*Try it*
In the records that follow, the lines from the one containing "lowercase hex digest." to the one containing "let mut file", inclusive, are to be given again exactly.

*Source records*
★ ★ ★ ★ ★ ★ ★
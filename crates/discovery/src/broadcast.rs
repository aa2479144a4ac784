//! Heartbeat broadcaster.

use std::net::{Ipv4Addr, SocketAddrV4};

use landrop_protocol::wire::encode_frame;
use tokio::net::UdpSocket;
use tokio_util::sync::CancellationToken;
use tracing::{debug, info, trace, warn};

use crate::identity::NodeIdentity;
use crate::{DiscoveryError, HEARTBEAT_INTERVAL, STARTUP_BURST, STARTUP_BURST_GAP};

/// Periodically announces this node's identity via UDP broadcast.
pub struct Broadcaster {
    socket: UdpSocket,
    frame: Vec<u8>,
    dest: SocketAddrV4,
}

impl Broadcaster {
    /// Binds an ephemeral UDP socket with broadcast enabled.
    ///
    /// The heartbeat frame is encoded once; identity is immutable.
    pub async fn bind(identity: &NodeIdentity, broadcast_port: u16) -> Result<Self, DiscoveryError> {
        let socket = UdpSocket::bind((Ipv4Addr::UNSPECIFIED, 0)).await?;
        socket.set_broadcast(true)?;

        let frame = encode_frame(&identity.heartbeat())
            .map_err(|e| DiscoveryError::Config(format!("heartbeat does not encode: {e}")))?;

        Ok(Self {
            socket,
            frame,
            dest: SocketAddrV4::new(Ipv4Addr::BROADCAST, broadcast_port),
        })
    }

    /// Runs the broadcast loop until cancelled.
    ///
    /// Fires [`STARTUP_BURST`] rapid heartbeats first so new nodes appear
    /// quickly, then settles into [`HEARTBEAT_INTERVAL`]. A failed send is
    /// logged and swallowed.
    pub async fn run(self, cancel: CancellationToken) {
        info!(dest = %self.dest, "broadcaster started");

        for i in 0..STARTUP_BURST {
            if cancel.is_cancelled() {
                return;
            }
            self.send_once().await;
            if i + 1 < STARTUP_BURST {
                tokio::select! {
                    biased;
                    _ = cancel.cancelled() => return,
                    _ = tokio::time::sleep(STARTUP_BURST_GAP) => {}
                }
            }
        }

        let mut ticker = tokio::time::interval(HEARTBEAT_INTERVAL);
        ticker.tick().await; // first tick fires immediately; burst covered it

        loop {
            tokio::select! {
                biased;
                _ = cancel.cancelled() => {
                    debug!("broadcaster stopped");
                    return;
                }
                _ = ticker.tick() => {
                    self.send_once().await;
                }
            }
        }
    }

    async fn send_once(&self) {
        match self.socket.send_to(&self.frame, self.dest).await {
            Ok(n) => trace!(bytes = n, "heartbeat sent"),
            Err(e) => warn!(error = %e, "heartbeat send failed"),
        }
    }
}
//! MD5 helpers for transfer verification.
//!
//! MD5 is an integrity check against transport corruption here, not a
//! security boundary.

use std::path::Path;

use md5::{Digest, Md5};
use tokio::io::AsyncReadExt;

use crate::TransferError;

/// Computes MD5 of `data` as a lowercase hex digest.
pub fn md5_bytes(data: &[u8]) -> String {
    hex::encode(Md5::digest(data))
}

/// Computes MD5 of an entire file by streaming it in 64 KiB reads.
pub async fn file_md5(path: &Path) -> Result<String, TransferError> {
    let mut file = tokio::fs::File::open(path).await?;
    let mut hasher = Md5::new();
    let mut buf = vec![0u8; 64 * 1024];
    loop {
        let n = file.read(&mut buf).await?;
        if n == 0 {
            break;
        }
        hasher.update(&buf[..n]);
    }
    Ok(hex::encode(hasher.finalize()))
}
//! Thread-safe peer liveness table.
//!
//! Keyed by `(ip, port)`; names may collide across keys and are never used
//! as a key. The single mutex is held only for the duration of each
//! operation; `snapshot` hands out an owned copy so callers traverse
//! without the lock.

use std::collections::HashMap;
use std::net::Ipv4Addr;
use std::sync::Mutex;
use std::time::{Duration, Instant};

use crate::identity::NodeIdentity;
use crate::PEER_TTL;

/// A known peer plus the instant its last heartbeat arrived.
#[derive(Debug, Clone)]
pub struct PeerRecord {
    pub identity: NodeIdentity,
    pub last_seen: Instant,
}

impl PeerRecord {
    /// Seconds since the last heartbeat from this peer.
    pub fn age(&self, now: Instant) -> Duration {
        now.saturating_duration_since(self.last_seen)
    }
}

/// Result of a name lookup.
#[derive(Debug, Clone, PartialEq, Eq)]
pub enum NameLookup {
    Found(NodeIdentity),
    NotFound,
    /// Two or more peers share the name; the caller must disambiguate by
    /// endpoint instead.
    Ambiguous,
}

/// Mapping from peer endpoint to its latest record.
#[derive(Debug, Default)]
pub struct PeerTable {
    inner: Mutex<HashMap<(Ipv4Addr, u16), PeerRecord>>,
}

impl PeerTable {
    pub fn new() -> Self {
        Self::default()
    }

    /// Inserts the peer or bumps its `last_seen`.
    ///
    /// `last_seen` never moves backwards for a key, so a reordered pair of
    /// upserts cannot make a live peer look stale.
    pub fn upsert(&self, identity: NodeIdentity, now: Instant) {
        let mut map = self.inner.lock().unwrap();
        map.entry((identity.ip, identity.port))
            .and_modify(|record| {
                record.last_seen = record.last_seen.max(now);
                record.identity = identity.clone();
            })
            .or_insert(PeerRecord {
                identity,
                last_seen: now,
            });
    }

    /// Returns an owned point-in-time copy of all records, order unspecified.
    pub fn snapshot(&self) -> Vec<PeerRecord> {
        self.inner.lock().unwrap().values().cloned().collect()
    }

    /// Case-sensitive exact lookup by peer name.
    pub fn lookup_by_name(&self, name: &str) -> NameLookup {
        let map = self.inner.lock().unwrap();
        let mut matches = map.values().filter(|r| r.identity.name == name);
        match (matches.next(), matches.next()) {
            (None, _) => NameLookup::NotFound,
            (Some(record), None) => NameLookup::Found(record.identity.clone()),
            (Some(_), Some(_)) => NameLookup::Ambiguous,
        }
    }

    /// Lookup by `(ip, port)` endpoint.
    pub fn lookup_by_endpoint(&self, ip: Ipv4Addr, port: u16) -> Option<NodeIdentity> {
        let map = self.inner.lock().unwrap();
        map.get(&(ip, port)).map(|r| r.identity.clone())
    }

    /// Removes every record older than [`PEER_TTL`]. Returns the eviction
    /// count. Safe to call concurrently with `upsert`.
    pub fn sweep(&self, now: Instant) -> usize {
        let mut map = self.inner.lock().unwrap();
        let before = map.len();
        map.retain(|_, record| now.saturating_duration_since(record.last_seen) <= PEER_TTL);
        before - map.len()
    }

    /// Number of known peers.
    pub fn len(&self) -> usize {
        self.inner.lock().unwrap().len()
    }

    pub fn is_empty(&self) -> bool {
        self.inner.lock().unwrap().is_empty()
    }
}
★ ★ ★ ★ ★ ★ ★
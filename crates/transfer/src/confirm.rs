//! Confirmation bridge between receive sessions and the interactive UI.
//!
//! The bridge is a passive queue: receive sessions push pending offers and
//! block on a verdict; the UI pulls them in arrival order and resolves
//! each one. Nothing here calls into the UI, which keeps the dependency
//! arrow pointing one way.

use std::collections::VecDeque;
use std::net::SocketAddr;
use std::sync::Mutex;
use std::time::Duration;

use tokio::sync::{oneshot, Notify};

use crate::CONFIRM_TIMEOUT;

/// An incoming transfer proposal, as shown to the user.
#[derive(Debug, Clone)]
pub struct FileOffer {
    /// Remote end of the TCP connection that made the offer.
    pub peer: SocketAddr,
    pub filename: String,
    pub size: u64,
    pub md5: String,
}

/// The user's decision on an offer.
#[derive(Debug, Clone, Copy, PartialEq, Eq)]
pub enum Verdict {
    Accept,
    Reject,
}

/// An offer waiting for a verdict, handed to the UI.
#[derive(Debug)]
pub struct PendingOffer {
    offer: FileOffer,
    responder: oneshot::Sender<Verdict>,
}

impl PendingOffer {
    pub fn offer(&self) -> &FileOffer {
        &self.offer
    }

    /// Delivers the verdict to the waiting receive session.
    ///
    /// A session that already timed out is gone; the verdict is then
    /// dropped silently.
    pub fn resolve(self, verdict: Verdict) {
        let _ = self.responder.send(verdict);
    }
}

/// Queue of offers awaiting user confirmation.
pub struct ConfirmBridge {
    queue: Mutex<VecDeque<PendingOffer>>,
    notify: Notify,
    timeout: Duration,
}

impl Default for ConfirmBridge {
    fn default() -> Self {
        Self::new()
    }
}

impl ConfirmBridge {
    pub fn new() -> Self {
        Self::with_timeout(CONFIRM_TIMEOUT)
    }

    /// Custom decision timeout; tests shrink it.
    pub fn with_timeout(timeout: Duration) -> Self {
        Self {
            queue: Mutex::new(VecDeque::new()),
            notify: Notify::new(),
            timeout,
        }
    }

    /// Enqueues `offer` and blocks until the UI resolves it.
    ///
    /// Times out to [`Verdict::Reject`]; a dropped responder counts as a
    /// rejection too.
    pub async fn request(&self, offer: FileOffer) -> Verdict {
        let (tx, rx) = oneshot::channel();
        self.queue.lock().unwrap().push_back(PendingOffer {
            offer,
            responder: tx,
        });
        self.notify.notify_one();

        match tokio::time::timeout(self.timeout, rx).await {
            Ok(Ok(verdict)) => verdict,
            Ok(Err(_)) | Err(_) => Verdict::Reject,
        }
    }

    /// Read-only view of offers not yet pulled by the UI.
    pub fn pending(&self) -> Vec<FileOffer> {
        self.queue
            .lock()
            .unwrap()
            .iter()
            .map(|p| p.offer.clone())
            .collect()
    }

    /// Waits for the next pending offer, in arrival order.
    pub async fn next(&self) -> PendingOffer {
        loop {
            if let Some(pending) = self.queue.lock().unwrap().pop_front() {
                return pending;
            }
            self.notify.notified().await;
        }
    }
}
★ ★ ★ ★ ★ ★ ★
*Response box*
/// Computes MD5 of `data` as a lowercase hex digest.
pub fn md5_bytes(data: &[u8]) -> String {
    hex::encode(Md5::digest(data))
}

/// Computes MD5 of an entire file by streaming it in 64 KiB reads.
pub async fn file_md5(path: &Path) -> Result<String, TransferError> {
    let mut file = tokio::fs::File::open(path).await?;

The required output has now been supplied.